Noi siamo più che peggiori, siamo "pessimi", "osceni", citando per Bene; irriverenti. Va detto, non abbiamo né capo né, soprattutto, coda. Per cui non possiamo abbassare questa appendice animale, pur volendo. La vita ci ha ridotti a cani da guardia, con le orecchie appuntite, rabbiosi, uno spoilerino all’osso sacro, forse minuscola antenna satellitare.
Dunque, consapevoli dei nostri limiti anatomici e cerebrali, diremmo pure biochimici, proseguiamo alla stregua di kamikaze; evitando la sottomissione di rito - ai margini per altri anni, in cui governerà Brachicefalo. Egli è l’eletto, l’Illuminato della Contea di Ulùla, luogo del possibile e dell’improbabile, nello Stato estero della ’ndrangheta. A scanso di equivoci, scriviamo Stato con la maiuscola per non significare "condizione".

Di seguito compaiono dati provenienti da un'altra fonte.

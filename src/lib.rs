#![doc = include_str!("../README.md")]
#![cfg_attr(not(test), no_std)]

extern crate alloc;

pub mod clock;
pub mod control;
pub mod dac;
pub mod debug;
pub mod framing;
pub mod gate;
pub mod scales;
pub mod sim;
pub mod stutter_gate;
pub mod tempo;

/// Full-scale raw reading of an analog control (10-bit ADC).
pub const CTL_MAX: u16 = 1023;

/// Number of bits available on the bit-banged DAC output.
pub const DAC_BITS: u16 = 8;

/// Number of dedicated digital gate outputs.
pub const GATE_COUNT: usize = 2;

/// Digital pins wired to the two gate outputs.
pub const GATE_PINS: [u8; GATE_COUNT] = [3, 4];

/// Digital pin wired to the clock/trigger input.
pub const CLOCK_PIN: u8 = 2;

/// Number of analog control inputs (A0..A5).
pub const CTL_COUNT: usize = 6;

/// Offset of the first expander pin in the digital pin numbering.
pub const EXPANDER_PIN_OFFSET: u8 = 5;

Brachicefalo, personaggio di mera fantasia creato da penne di elettronico qualunquismo, ha passato il turno, battuto l’avversario a furor di popolo. Sicché sono iniziate le danze, come sempre: tir e uomini fumanti nelle strade di Mànnara, in cui la gente brama scure e Boia come fossero cibo. Tanto rumore e sudiciume, volantini, cartelli, striscioni e cartacce sparsi in terra. Passerà qualcuno a raccattarli, magari non pagato, e finiranno in una nuova, mirabolante discarica; un’idea di Brachicefalo, dominatore incontrastato, al di sopra della Cupola.
C’erano tutti alla festa della notte, la prima d’una lunga serie, sicuro l’esito dell’adunata. Tirapiedi e lustrascarpe, attacchini e piattole, fellatori e "lingue allenate a battere il tamburo". C’erano gli efebi e i gradassi, gli usurai e i crapuloni, i ruffiani e i prenditori, gli scribacchini e i pasticcieri, i venduti e gli ominicchi. C’era il meglio d’una minoranza rupestre, amante di obbrobbrio e sodomia. Sì, perché in tutta la nazione, da "Addah" a "Rio Tada", la filo-sofia è stata identica: schifare i cittadini per eleggere gli schifosi.

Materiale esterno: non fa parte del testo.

//! Quantized note tables for the 0-5V pitch range.
//!
//! [`QNOTES`] maps note indices to raw DAC input values covering five
//! octaves at 1V/octave. Index it with the note and octave constants, for
//! example `QNOTES[E_NOTE + OCT_5]`, or walk a scale:
//!
//! ```
//! use ardcore_kit::scales::{C_NOTE, MAJOR_SCALE, QNOTES};
//!
//! let triad = [0, 2, 4].map(|degree| QNOTES[C_NOTE + MAJOR_SCALE[degree]]);
//! assert_eq!(triad, [0, 60, 111]);
//! ```

/// Number of quantized notes: five octaves plus the top C.
pub const NOTE_COUNT: usize = 61;

/// Raw 10-bit output values for each semitone, C through B per octave.
pub const QNOTES: [u16; NOTE_COUNT] = [
    0, 9, 26, 43, 60, 77, 94, 111, 128, 145, 162, 180, // octave 3
    197, 214, 231, 248, 265, 282, 299, 316, 333, 350, 367, 384, // octave 4
    401, 418, 435, 452, 469, 486, 503, 521, 538, 555, 572, 589, // octave 5
    606, 623, 640, 657, 674, 691, 708, 725, 742, 759, 776, 793, // octave 6
    810, 827, 844, 862, 879, 896, 913, 930, 947, 964, 981, 998, // octave 7
    1015,
];

pub const C_NOTE: usize = 0;
pub const C_SHARP_NOTE: usize = 1;
pub const D_NOTE: usize = 2;
pub const D_SHARP_NOTE: usize = 3;
pub const E_NOTE: usize = 4;
pub const F_NOTE: usize = 5;
pub const F_SHARP_NOTE: usize = 6;
pub const G_NOTE: usize = 7;
pub const G_SHARP_NOTE: usize = 8;
pub const A_NOTE: usize = 9;
pub const A_SHARP_NOTE: usize = 10;
pub const B_NOTE: usize = 11;

/// Octave offsets into [`QNOTES`]. Octave 3 is the bottom of the 5V range.
pub const OCT_3: usize = 0;
pub const OCT_4: usize = 12;
pub const OCT_5: usize = 12 * 2;
pub const OCT_6: usize = 12 * 3;
pub const OCT_7: usize = 12 * 4;

/// Semitone intervals of the major scale, as offsets from the root note.
pub const MAJOR_SCALE: [usize; 7] = [0, 2, 4, 5, 7, 9, 11];

/// Semitone intervals of the natural minor scale.
pub const MINOR_SCALE: [usize; 7] = [0, 2, 3, 5, 7, 8, 10];

/// Semitone intervals of the major pentatonic scale.
pub const PENTA_MAJOR_SCALE: [usize; 5] = [0, 2, 4, 7, 9];

/// Semitone intervals of the minor pentatonic scale.
pub const PENTA_MINOR_SCALE: [usize; 5] = [0, 3, 5, 7, 10];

Così, per l’ultimo voto, nello Stivato dell’indecenza periodica s’è giusto pronunciata la minoranza; stando "alta sui naufragi", cioè in dissenso, la maggioranza degli aventi diritto.
Nelle altre contee dell’Itanta, è avvenuto uguale: i baroni sono andati a palazzo coi voti della minoranza, più considerata della maggioranza astenuta; evidentemente intollerante, stanca di promuovere il meno peggio.
E allora via all’agricoltura, ché crescano piselli e fave, con fanciulle a battere decreti e relazioni per semenza. Spazio ai giovani, che si occuperanno di sbucciare lupini in cambio di fiorini e fioretti.
S’apra lo zoo, con l’Ippopotamo nella melma, immune dal procombere, pio e smargiasso cogli operai; la Iena che, pingue, sghignazza spelacchiata; il Criceto che si rigira mentre i baffi lo precedono; l’Orso ludico incollato al videopoker; il Maremmano che, piegato, traduce il gregge; la Pantera che si distende; il Cinghialino che si sollazza, il Macaco che perpetua lo ieri.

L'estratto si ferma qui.